TABLE 1 selection of degradation conditions
Sealing and reacting in a water bath kettle at 40 ℃ for 2 h. Terminating the reaction after 2H, concentrating the degraded product by rotary evaporator, and dialyzing with dialysis bag with molecular cut-off of 3500 at 4 deg.C for three days to remove H2O2And VC. And finally, respectively collecting degradation samples through freeze drying. The molecular weight of the degraded sample is then determined. The chromatographic columns are TSK-gel G4000 PWXL and TSK-gel G3000 PWXL, and H is performed at 40 deg.C while the polysaccharide concentration is kept at 0.5%2O2Has a concentration of 5mmol constant, VCThe degradation results are shown in FIG. 3, when the concentration of (B) is varied from 0.5mmol/L to 10 mmol/L. Found when H2O2The concentration is changed at a certain time VCThe molecular weight of AGP-III is obviously changed when C isH2O2/CVCWhen the molecular weight is more than or equal to 1, the molecular weight follows VCThe concentration is increased and gradually reduced, and the permeability of the solution is gradually increased; when C is presentH2O2/CVCWhen the content is 1, the degradation degree reaches the maximum; with VCThe degradation degree is reduced instead by the gradual increase of the concentration. The excess Vc at this time suppresses the reaction. Selecting four components AGP-III-A with molecular weight sections: 358.9kDa, AGP-III-B: 106.7kDa, AGP-III-C: 53.1kDa, AGP-III-D: a large number of preparations and subsequent studies were carried out at 23.6 kDa.
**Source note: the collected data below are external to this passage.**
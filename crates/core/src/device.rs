// SPDX-License-Identifier: BUSL-1.1
// Copyright (c) 2026 Alfred Jean LLC

//! Device inventory records

use indexmap::IndexMap;
use serde::{Deserialize, Serialize};

crate::define_id! {
    /// Unique identifier for an inventory device.
    pub struct DeviceId;
}

/// Timestamp bookkeeping for a device, keyed by timestamp kind.
///
/// Each kind maps named instants (e.g. `status`, `runtime`) to their last
/// recorded value. The configuration snapshot layout mirrors this structure
/// into `timestamps.json`.
#[derive(Debug, Clone, Default, PartialEq, Serialize, Deserialize)]
pub struct DeviceTimestamps {
    #[serde(default)]
    pub last_failure: IndexMap<String, String>,
    #[serde(default)]
    pub last_runtime: IndexMap<String, String>,
    #[serde(default)]
    pub last_update: IndexMap<String, String>,
    #[serde(default)]
    pub last_status: IndexMap<String, String>,
}

/// A network device targeted by service runs
#[derive(Debug, Clone, PartialEq, Serialize, Deserialize)]
pub struct Device {
    pub id: DeviceId,
    pub name: String,
    pub ip_address: String,
    pub port: u16,
    /// Driver name for the CLI-automation transport family
    #[serde(default)]
    pub cli_driver: String,
    /// Driver name for the streaming-CLI transport family
    #[serde(default)]
    pub streaming_driver: String,
    /// Driver name for the vendor-agnostic management family
    #[serde(default)]
    pub agnostic_driver: String,
    /// Driver name for the NETCONF family
    #[serde(default)]
    pub netconf_driver: String,
    /// Configuration history, oldest first (timestamp -> text)
    #[serde(default)]
    pub configurations: IndexMap<String, String>,
    #[serde(default)]
    pub timestamps: DeviceTimestamps,
}

impl Device {
    /// Most recent stored configuration, if any.
    pub fn current_configuration(&self) -> Option<(&str, &str)> {
        self.configurations
            .last()
            .map(|(ts, text)| (ts.as_str(), text.as_str()))
    }

    /// Record a new configuration, dropping the oldest entries beyond `keep`.
    pub fn push_configuration(&mut self, timestamp: impl Into<String>, text: impl Into<String>, keep: usize) {
        self.configurations.insert(timestamp.into(), text.into());
        while self.configurations.len() > keep {
            self.configurations.shift_remove_index(0);
        }
    }
}

#[cfg(any(test, feature = "test-support"))]
impl Device {
    /// Minimal device for tests.
    pub fn test(name: &str) -> Self {
        Self {
            id: DeviceId::new(format!("dev-{name}")),
            name: name.to_string(),
            ip_address: "192.0.2.1".to_string(),
            port: 22,
            cli_driver: String::new(),
            streaming_driver: String::new(),
            agnostic_driver: String::new(),
            netconf_driver: String::new(),
            configurations: IndexMap::new(),
            timestamps: DeviceTimestamps::default(),
        }
    }
}

#[cfg(test)]
#[path = "device_tests.rs"]
mod tests;
// SPDX-License-Identifier: BUSL-1.1
// Copyright (c) 2026 Alfred Jean LLC

//! Notification dispatch: summary formatting and backend selection

use crate::error::EngineError;
use crate::runner::Runner;
use nr_adapters::{Attachment, Notification, NotifyTransport};
use nr_core::{is_success, NotificationMethod, ResultMap};
use serde_json::{json, Map, Value};
use std::sync::Arc;

/// Render a value as indented `key: value` lines, the shape used for email
/// bodies and attachments.
pub(crate) fn dict_to_string(value: &Value, depth: usize) -> String {
    let tab = "\t".repeat(depth);
    match value {
        Value::Array(items) => items
            .iter()
            .map(|item| dict_to_string(item, depth + 1))
            .collect::<Vec<_>>()
            .join("\n"),
        Value::Object(map) => map
            .iter()
            .map(|(key, value)| format!("\n{tab}{key}: {}", dict_to_string(value, depth + 1)))
            .collect::<Vec<_>>()
            .join(""),
        Value::String(s) => s.clone(),
        other => other.to_string(),
    }
}

impl Runner {
    /// Build the notification summary map.
    pub(crate) async fn build_notification(
        self: &Arc<Self>,
        results: &ResultMap,
    ) -> Result<Map<String, Value>, EngineError> {
        let def = self.def();
        let mut notification = Map::new();
        notification.insert(
            "Service".to_string(),
            json!(format!("{} ({})", def.name, def.service_type)),
        );
        notification.insert("Runtime".to_string(), json!(self.runtime));
        notification.insert(
            "Status".to_string(),
            json!(if is_success(results) { "PASS" } else { "FAILED" }),
        );
        if let Some(result) = results.get("result") {
            notification.insert("Results".to_string(), result.clone());
        }
        if !def.notification_header.is_empty() {
            let header = self.sub_text(&def.notification_header, None).await?;
            notification.insert("Header".to_string(), json!(header));
        }
        if def.include_link_in_summary {
            let address = &self.engine().settings().app.address;
            let run_id = self.main_run().id;
            notification.insert(
                "Link".to_string(),
                json!(format!(
                    "{address}/view_service_results/{run_id}/{}",
                    def.id
                )),
            );
        }
        if let Some(summary) = results.get("summary") {
            let failed = summary.get("failure").and_then(Value::as_array);
            if let Some(failed) = failed.filter(|a| !a.is_empty()) {
                notification.insert("FAILED".to_string(), json!(failed));
            }
            let passed = summary.get("success").and_then(Value::as_array);
            if let Some(passed) = passed.filter(|a| !a.is_empty()) {
                if !def.display_only_failed_nodes {
                    notification.insert("PASSED".to_string(), json!(passed));
                }
            }
        }
        Ok(notification)
    }

    /// Format and send the run notification through the configured backend.
    /// Returns the `notification` record to attach to the results.
    pub(crate) async fn notify(self: &Arc<Self>, results: &ResultMap) -> Result<Value, EngineError> {
        let def = self.def();
        self.log(
            "info",
            &format!("Sending {:?} notification...", def.send_notification_method),
            None,
            None,
        );
        let summary = self.build_notification(results).await?;
        let mut file_content = summary.clone();
        if def.include_device_results {
            let store = &self.engine().deps.store;
            let mut device_results = Map::new();
            for device in self.target_devices() {
                if let Some(row) = store
                    .result_for_device(&def.id, &self.parent_runtime, &device.id)
                    .await?
                {
                    device_results.insert(device.name.clone(), row.result);
                }
            }
            file_content.insert("Device Results".to_string(), Value::Object(device_results));
        }

        let status = if is_success(results) { "PASS" } else { "FAILED" };
        let engine = self.engine();
        let mut notification = Notification {
            subject: format!("{status}: {}", def.name),
            body: dict_to_string(&Value::Object(summary), 0),
            recipient: def.mail_recipient.clone(),
            reply_to: if def.reply_to.is_empty() {
                None
            } else {
                Some(def.reply_to.clone())
            },
            channel: String::new(),
            attachment: None,
        };
        let transport: &Arc<dyn NotifyTransport> = match def.send_notification_method {
            NotificationMethod::Email => {
                let filename = self.runtime.replace(['.', ':'], "");
                notification.attachment = Some(Attachment {
                    filename: format!("results-{filename}.txt"),
                    content: dict_to_string(&Value::Object(file_content), 0),
                });
                &engine.deps.mail
            }
            NotificationMethod::Chat => {
                notification.channel = engine.settings().chat.channel.clone();
                &engine.deps.chat
            }
            NotificationMethod::Webhook => {
                notification.channel = engine.settings().webhook.channel.clone();
                &engine.deps.webhook
            }
        };
        let response = transport.send(&notification).await?;
        Ok(json!({"success": true, "result": response}))
    }
}

#[cfg(test)]
#[path = "notify_tests.rs"]
mod tests;
// SPDX-License-Identifier: BUSL-1.1
// Copyright (c) 2026 Alfred Jean LLC

//! The runner: one activation of one service

use crate::connections::ConnectionKey;
use crate::engine::{Engine, RunEntry};
use crate::error::EngineError;
use crate::job::Service;
use nr_adapters::{ConnectionSpec, DeviceSession, ProtocolFamily};
use nr_core::{
    format_duration, Device, Payload, ResolvedCredential, ResultMap, RunMethod, RunRecord,
    RunStatus, ServiceDefinition, WorkflowRef, WorkflowRunMethod,
};
use nr_state::WriteMethod;
use parking_lot::Mutex;
use serde_json::{json, Value};
use std::collections::HashMap;
use std::future::Future;
use std::pin::Pin;
use std::sync::Arc;

/// Severities, least to most severe. The run's `log_level` selects the
/// first index that still gets logged.
const LOG_SEVERITIES: [&str; 5] = ["debug", "info", "warning", "error", "critical"];

fn severity_rank(severity: &str) -> usize {
    LOG_SEVERITIES
        .iter()
        .position(|s| *s == severity)
        .unwrap_or(1)
}

/// Everything needed to construct a runner.
///
/// Child runners (iteration, sub-services) inherit the payload and workflow
/// of their parent and carry explicitly computed targets.
pub struct RunnerSpawn {
    pub service: Arc<Service>,
    pub parent_runtime: String,
    pub is_main_run: bool,
    pub parent_path: Option<String>,
    pub iteration_run: bool,
    pub parent_device: Option<Device>,
    pub target_devices: Vec<Device>,
    pub payload: Payload,
    pub workflow: Option<WorkflowRef>,
    pub workflow_run_method: Option<WorkflowRunMethod>,
    /// Workflow-level skip decisions, keyed by workflow name
    pub skip: HashMap<String, bool>,
}

impl RunnerSpawn {
    /// Spawn for the root runner of a tree.
    pub fn main(service: Arc<Service>, parent_runtime: impl Into<String>) -> Self {
        Self {
            service,
            parent_runtime: parent_runtime.into(),
            is_main_run: true,
            parent_path: None,
            iteration_run: false,
            parent_device: None,
            target_devices: Vec::new(),
            payload: Payload::default(),
            workflow: None,
            workflow_run_method: None,
            skip: HashMap::new(),
        }
    }
}
// SPDX-License-Identifier: BUSL-1.1
// Copyright (c) 2026 Alfred Jean LLC

//! Secret service interface

use async_trait::async_trait;
use thiserror::Error;

/// Errors from the secret service
#[derive(Debug, Error)]
pub enum SecretError {
    #[error("decryption failed: {0}")]
    Decrypt(String),
    #[error("encryption failed: {0}")]
    Encrypt(String),
}

/// Encrypts and decrypts credential material.
///
/// The vault itself is external; deployments without one use
/// [`PlainSecrets`], which stores secrets as-is.
#[async_trait]
pub trait SecretStore: Send + Sync {
    async fn get_password(&self, ciphertext: &str) -> Result<String, SecretError>;
    async fn encrypt_password(&self, plaintext: &str) -> Result<String, SecretError>;
}

/// Pass-through secret store for deployments without encryption at rest.
#[derive(Clone, Copy, Debug, Default)]
pub struct PlainSecrets;

#[async_trait]
impl SecretStore for PlainSecrets {
    async fn get_password(&self, ciphertext: &str) -> Result<String, SecretError> {
        Ok(ciphertext.to_string())
    }

    async fn encrypt_password(&self, plaintext: &str) -> Result<String, SecretError> {
        Ok(plaintext.to_string())
    }
}

// Test support - only compiled for tests or when explicitly requested
#[cfg(any(test, feature = "test-support"))]
pub use fake::FakeSecrets;

#[cfg(any(test, feature = "test-support"))]
mod fake {
    use super::{SecretError, SecretStore};
    use async_trait::async_trait;

    /// Reversible "encryption" for tests: prefixes plaintext with `enc:`.
    #[derive(Clone, Copy, Debug, Default)]
    pub struct FakeSecrets;

    #[async_trait]
    impl SecretStore for FakeSecrets {
        async fn get_password(&self, ciphertext: &str) -> Result<String, SecretError> {
            Ok(ciphertext
                .strip_prefix("enc:")
                .unwrap_or(ciphertext)
                .to_string())
        }

        async fn encrypt_password(&self, plaintext: &str) -> Result<String, SecretError> {
            Ok(format!("enc:{plaintext}"))
        }
    }
}

#[cfg(test)]
mod tests {
    use super::*;

    #[tokio::test]
    async fn plain_secrets_pass_through() {
        let secrets = PlainSecrets;
        assert_eq!(secrets.get_password("s3cret").await.unwrap(), "s3cret");
        assert_eq!(secrets.encrypt_password("s3cret").await.unwrap(), "s3cret");
    }

    #[tokio::test]
    async fn fake_secrets_round_trip() {
        let secrets = FakeSecrets;
        let cipher = secrets.encrypt_password("s3cret").await.unwrap();
        assert_eq!(cipher, "enc:s3cret");
        assert_eq!(secrets.get_password(&cipher).await.unwrap(), "s3cret");
    }
}
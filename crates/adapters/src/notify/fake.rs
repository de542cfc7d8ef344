// SPDX-License-Identifier: BUSL-1.1
// Copyright (c) 2026 Alfred Jean LLC

//! Fake notification transport for testing
#![cfg_attr(coverage_nightly, coverage(off))]

use super::{Notification, NotifyError, NotifyTransport};
use async_trait::async_trait;
use parking_lot::Mutex;
use std::sync::Arc;

#[derive(Default)]
struct FakeNotifierState {
    sent: Vec<Notification>,
    fail_next: bool,
}

/// Records every notification; can be told to fail the next send.
#[derive(Clone, Default)]
pub struct FakeNotifier {
    inner: Arc<Mutex<FakeNotifierState>>,
}

impl FakeNotifier {
    pub fn new() -> Self {
        Self::default()
    }

    pub fn fail_next(&self) {
        self.inner.lock().fail_next = true;
    }

    pub fn sent(&self) -> Vec<Notification> {
        self.inner.lock().sent.clone()
    }
}

#[async_trait]
impl NotifyTransport for FakeNotifier {
    async fn send(&self, notification: &Notification) -> Result<String, NotifyError> {
        let mut inner = self.inner.lock();
        if inner.fail_next {
            inner.fail_next = false;
            return Err(NotifyError::SendFailed("injected send failure".to_string()));
        }
        inner.sent.push(notification.clone());
        Ok("ok".to_string())
    }
}
// SPDX-License-Identifier: BUSL-1.1
// Copyright (c) 2026 Alfred Jean LLC

use super::*;
use nr_adapters::{FakeSession, ProtocolFamily};

const RT: &str = "rt-1";

fn key(device: &str, name: &str) -> ConnectionKey {
    ConnectionKey::new(ProtocolFamily::CliAutomation, RT, device, name)
}

#[tokio::test]
async fn get_returns_live_cached_sessions() {
    let cache = ConnectionCache::default();
    let session = FakeSession::new("edge1", ProtocolFamily::CliAutomation);
    cache.put(key("edge1", "default"), session.clone());
    assert!(cache.get(&key("edge1", "default"), false).await.is_some());
    assert!(!session.is_closed());
}

#[tokio::test]
async fn dead_sessions_are_closed_and_evicted() {
    let cache = ConnectionCache::default();
    let session = FakeSession::new("edge1", ProtocolFamily::CliAutomation);
    session.set_alive(false);
    cache.put(key("edge1", "default"), session.clone());
    assert!(cache.get(&key("edge1", "default"), false).await.is_none());
    assert!(session.is_closed());
    assert_eq!(cache.count(RT), 0);
}

#[tokio::test]
async fn start_new_closes_even_live_sessions() {
    let cache = ConnectionCache::default();
    let session = FakeSession::new("edge1", ProtocolFamily::CliAutomation);
    cache.put(key("edge1", "default"), session.clone());
    assert!(cache.get(&key("edge1", "default"), true).await.is_none());
    assert!(session.is_closed());
}

#[tokio::test]
async fn connection_names_do_not_collide() {
    let cache = ConnectionCache::default();
    let a = FakeSession::new("edge1", ProtocolFamily::CliAutomation);
    let b = FakeSession::new("edge1", ProtocolFamily::CliAutomation);
    cache.put(key("edge1", "default"), a);
    cache.put(key("edge1", "secondary"), b);
    assert_eq!(cache.count(RT), 2);
    cache.evict(&key("edge1", "default")).await;
    assert_eq!(cache.count(RT), 1);
    assert!(cache.get(&key("edge1", "secondary"), false).await.is_some());
}

#[tokio::test]
async fn close_device_spans_families_and_names() {
    let cache = ConnectionCache::default();
    cache.put(
        key("edge1", "default"),
        FakeSession::new("edge1", ProtocolFamily::CliAutomation),
    );
    cache.put(
        ConnectionKey::new(ProtocolFamily::Netconf, RT, "edge1", "default"),
        FakeSession::new("edge1", ProtocolFamily::Netconf),
    );
    cache.put(
        key("edge2", "default"),
        FakeSession::new("edge2", ProtocolFamily::CliAutomation),
    );
    cache.close_device(RT, "edge1").await;
    assert_eq!(cache.count(RT), 1);
}

#[tokio::test]
async fn close_all_empties_the_run_and_leaves_others() {
    let cache = ConnectionCache::default();
    let sessions: Vec<_> = (0..4)
        .map(|i| {
            let session = FakeSession::new(&format!("edge{i}"), ProtocolFamily::StreamingCli);
            cache.put(
                ConnectionKey::new(ProtocolFamily::StreamingCli, RT, &format!("edge{i}"), "default"),
                session.clone(),
            );
            session
        })
        .collect();
    cache.put(
        ConnectionKey::new(ProtocolFamily::StreamingCli, "other-rt", "edge9", "default"),
        FakeSession::new("edge9", ProtocolFamily::StreamingCli),
    );

    cache.close_all(RT).await;
    assert_eq!(cache.count(RT), 0);
    assert_eq!(cache.count("other-rt"), 1);
    for session in sessions {
        assert!(session.is_closed());
    }
}
// SPDX-License-Identifier: BUSL-1.1
// Copyright (c) 2026 Alfred Jean LLC

//! Run-state tree: progress counters and status flags, keyed by
//! `<parent_runtime>/state/<runner path>/<subkey>`
//!
//! Two back-ends with identical semantics: an in-process nested tree for
//! single-node deployments, and an external KV service for cluster-shared
//! state. Counter writes never lose increments; scalar writes are
//! last-writer-wins.

use crate::kv::{KvError, KvStore};
use parking_lot::Mutex;
use serde_json::{Map, Value};
use std::sync::Arc;
use thiserror::Error;

#[derive(Debug, Error)]
pub enum StateError {
    #[error(transparent)]
    Kv(#[from] KvError),
    #[error("increment with non-integer value at {0}")]
    InvalidIncrement(String),
    #[error("append to non-list at {0}")]
    AppendToScalar(String),
}

/// How a write mutates the addressed key.
#[derive(Debug, Clone, Copy, PartialEq, Eq)]
pub enum WriteMethod {
    /// Replace the value
    Set,
    /// Push onto the list at the key, creating it if absent
    Append,
    /// Add an integer delta, creating the key at 0 if absent
    Increment,
}

enum Backend {
    Memory(Mutex<Map<String, Value>>),
    Kv(Arc<dyn KvStore>),
}

/// Key-addressed tree of run progress and status.
pub struct StateStore {
    backend: Backend,
}

impl StateStore {
    pub fn in_memory() -> Self {
        Self {
            backend: Backend::Memory(Mutex::new(Map::new())),
        }
    }

    pub fn with_kv(kv: Arc<dyn KvStore>) -> Self {
        Self {
            backend: Backend::Kv(kv),
        }
    }

    fn segments(parent_runtime: &str, runner_path: &str, subpath: &str) -> Vec<String> {
        let mut parts = vec![
            parent_runtime.to_string(),
            "state".to_string(),
            runner_path.to_string(),
        ];
        parts.extend(subpath.split('/').filter(|s| !s.is_empty()).map(String::from));
        parts
    }

    /// Write a value under `<parent_runtime>/state/<runner_path>/<subpath>`.
    pub async fn write(
        &self,
        parent_runtime: &str,
        runner_path: &str,
        subpath: &str,
        value: Value,
        method: WriteMethod,
    ) -> Result<(), StateError> {
        let segments = Self::segments(parent_runtime, runner_path, subpath);
        match &self.backend {
            Backend::Memory(root) => {
                let mut root = root.lock();
                write_memory(&mut root, &segments, value, method)
            }
            Backend::Kv(kv) => {
                let key = segments.join("/");
                match method {
                    WriteMethod::Set => kv.set(&key, kv_string(&value)).await?,
                    WriteMethod::Append => kv.lpush(&key, kv_string(&value)).await?,
                    WriteMethod::Increment => {
                        let delta = value
                            .as_i64()
                            .ok_or_else(|| StateError::InvalidIncrement(key.clone()))?;
                        kv.incr(&key, delta).await?;
                    }
                }
                Ok(())
            }
        }
    }

    /// Read the subtree (or scalar) at the addressed key.
    pub async fn read(
        &self,
        parent_runtime: &str,
        runner_path: &str,
        subpath: &str,
    ) -> Result<Option<Value>, StateError> {
        let segments = Self::segments(parent_runtime, runner_path, subpath);
        match &self.backend {
            Backend::Memory(root) => {
                let root = root.lock();
                let mut node = root.get(&segments[0]);
                for segment in &segments[1..] {
                    node = match node {
                        Some(value) => value.get(segment),
                        None => return Ok(None),
                    };
                }
                Ok(node.cloned())
            }
            Backend::Kv(kv) => {
                let key = segments.join("/");
                read_kv(kv.as_ref(), &key).await
            }
        }
    }

    /// Mark a runner path as initialized. Returns `false` when the path was
    /// already present (in-memory back-end only; the KV back-end always
    /// reports fresh).
    pub async fn init_path(
        &self,
        parent_runtime: &str,
        runner_path: &str,
    ) -> Result<bool, StateError> {
        match &self.backend {
            Backend::Memory(root) => {
                let mut root = root.lock();
                let state = ensure_object(&mut root, parent_runtime);
                let tree = ensure_object(state, "state");
                if tree.contains_key(runner_path) {
                    return Ok(false);
                }
                tree.insert(runner_path.to_string(), Value::Object(Map::new()));
                Ok(true)
            }
            Backend::Kv(_) => Ok(true),
        }
    }

    /// Full state tree for a run, keyed by runner path.
    pub async fn snapshot(&self, parent_runtime: &str) -> Result<Value, StateError> {
        match &self.backend {
            Backend::Memory(root) => Ok(root
                .lock()
                .get(parent_runtime)
                .and_then(|v| v.get("state"))
                .cloned()
                .unwrap_or_else(|| Value::Object(Map::new()))),
            Backend::Kv(kv) => {
                let prefix = format!("{parent_runtime}/state/");
                let keys = kv.keys(&format!("{prefix}*")).await?;
                let mut tree = Map::new();
                for key in keys {
                    let Some(rest) = key.strip_prefix(&prefix) else {
                        continue;
                    };
                    if let Some(value) = read_kv(kv.as_ref(), &key).await? {
                        insert_nested(&mut tree, rest, value);
                    }
                }
                Ok(Value::Object(tree))
            }
        }
    }

    /// Drop every key belonging to a run.
    pub async fn clear(&self, parent_runtime: &str) -> Result<(), StateError> {
        match &self.backend {
            Backend::Memory(root) => {
                root.lock().remove(parent_runtime);
                Ok(())
            }
            Backend::Kv(kv) => {
                let keys = kv.keys(&format!("{parent_runtime}/*")).await?;
                if !keys.is_empty() {
                    kv.delete(&keys).await?;
                }
                Ok(())
            }
        }
    }
}

/// Booleans cross the KV wire as strings; everything else as its JSON or
/// plain-text form.
fn kv_string(value: &Value) -> String {
    match value {
        Value::Bool(b) => b.to_string(),
        Value::String(s) => s.clone(),
        other => other.to_string(),
    }
}

fn parse_kv_scalar(text: &str) -> Value {
    match text {
        "true" => Value::Bool(true),
        "false" => Value::Bool(false),
        _ => {
            if let Ok(n) = text.parse::<i64>() {
                Value::Number(n.into())
            } else {
                Value::String(text.to_string())
            }
        }
    }
}

async fn read_kv(kv: &dyn KvStore, key: &str) -> Result<Option<Value>, StateError> {
    if let Some(items) = kv.lrange(key).await? {
        // lpush prepends, so reverse to recover arrival order
        let values = items.iter().rev().map(|s| parse_kv_scalar(s)).collect();
        return Ok(Some(Value::Array(values)));
    }
    match kv.get(key).await? {
        Some(text) => Ok(Some(parse_kv_scalar(&text))),
        None => {
            // No scalar here; the key may be an interior node
            let children = kv.keys(&format!("{key}/*")).await?;
            if children.is_empty() {
                return Ok(None);
            }
            let mut tree = Map::new();
            let prefix = format!("{key}/");
            for child in children {
                let Some(rest) = child.strip_prefix(&prefix) else {
                    continue;
                };
                if let Some(value) = leaf_kv(kv, &child).await? {
                    insert_nested(&mut tree, rest, value);
                }
            }
            Ok(Some(Value::Object(tree)))
        }
    }
}

/// Read a single leaf without recursing into interior nodes.
async fn leaf_kv(kv: &dyn KvStore, key: &str) -> Result<Option<Value>, StateError> {
    if let Some(items) = kv.lrange(key).await? {
        let values = items.iter().rev().map(|s| parse_kv_scalar(s)).collect();
        return Ok(Some(Value::Array(values)));
    }
    Ok(kv.get(key).await?.map(|text| parse_kv_scalar(&text)))
}

fn insert_nested(tree: &mut Map<String, Value>, flat_path: &str, value: Value) {
    let mut parts = flat_path.split('/').peekable();
    let mut current = tree;
    while let Some(part) = parts.next() {
        if parts.peek().is_none() {
            current.insert(part.to_string(), value);
            return;
        }
        let entry = current
            .entry(part.to_string())
            .or_insert_with(|| Value::Object(Map::new()));
        if !entry.is_object() {
            *entry = Value::Object(Map::new());
        }
        match entry.as_object_mut() {
            Some(map) => current = map,
            None => return,
        }
    }
}

fn ensure_object<'a>(map: &'a mut Map<String, Value>, key: &str) -> &'a mut Map<String, Value> {
    let entry = map
        .entry(key.to_string())
        .or_insert_with(|| Value::Object(Map::new()));
    if !entry.is_object() {
        *entry = Value::Object(Map::new());
    }
    match entry.as_object_mut() {
        Some(map) => map,
        // ensured above
        None => unreachable!(),
    }
}

fn write_memory(
    root: &mut Map<String, Value>,
    segments: &[String],
    value: Value,
    method: WriteMethod,
) -> Result<(), StateError> {
    let (last, parents) = match segments.split_last() {
        Some(split) => split,
        None => return Ok(()),
    };
    let mut current = root;
    for segment in parents {
        current = ensure_object(current, segment);
    }
    match method {
        WriteMethod::Set => {
            current.insert(last.clone(), value);
        }
        WriteMethod::Increment => {
            let key = segments.join("/");
            let delta = value
                .as_i64()
                .ok_or_else(|| StateError::InvalidIncrement(key.clone()))?;
            let entry = current
                .entry(last.clone())
                .or_insert_with(|| Value::Number(0.into()));
            let previous = entry.as_i64().unwrap_or(0);
            *entry = Value::Number((previous + delta).into());
        }
        WriteMethod::Append => {
            let entry = current
                .entry(last.clone())
                .or_insert_with(|| Value::Array(Vec::new()));
            match entry {
                Value::Array(items) => items.push(value),
                _ => return Err(StateError::AppendToScalar(segments.join("/"))),
            }
        }
    }
    Ok(())
}

#[cfg(test)]
#[path = "state_tests.rs"]
mod tests;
(5) The total sugar content of AGP-III and degradation components AGP-III-A, AGP-III-B, AGP-III-C, AGP-III-D is measured by adopting a phenol-sulfuric acid method. The total sugar content was 78.8%, 63.2%, 73.9%, 68.5%, 75.1%, respectively. The uronic acid content of the five components of AGP-III and AGP-III-A, AGP-III-B, AGP-III-C, AGP-III-D is determined by a carbazole-sulfuric acid method. The uronic acid content was 21.2%, 22.3%, 26.2%, 39.3%, 26.5%, respectively. Wherein the component AGP-III-C uronic acid content is significantly higher than the other components (FIG. 4). Monosaccharide composition analysis shows that AGP-III and four components AGP-III-A, AGP-III-B, AGP-III-C, AGP-III-D are all acidic xylan type components, and more active groups such as acidic sugar content is gradually increased with the increase of degradation degree, but partial branched sugar such as glucose and the like is lost (figure 5).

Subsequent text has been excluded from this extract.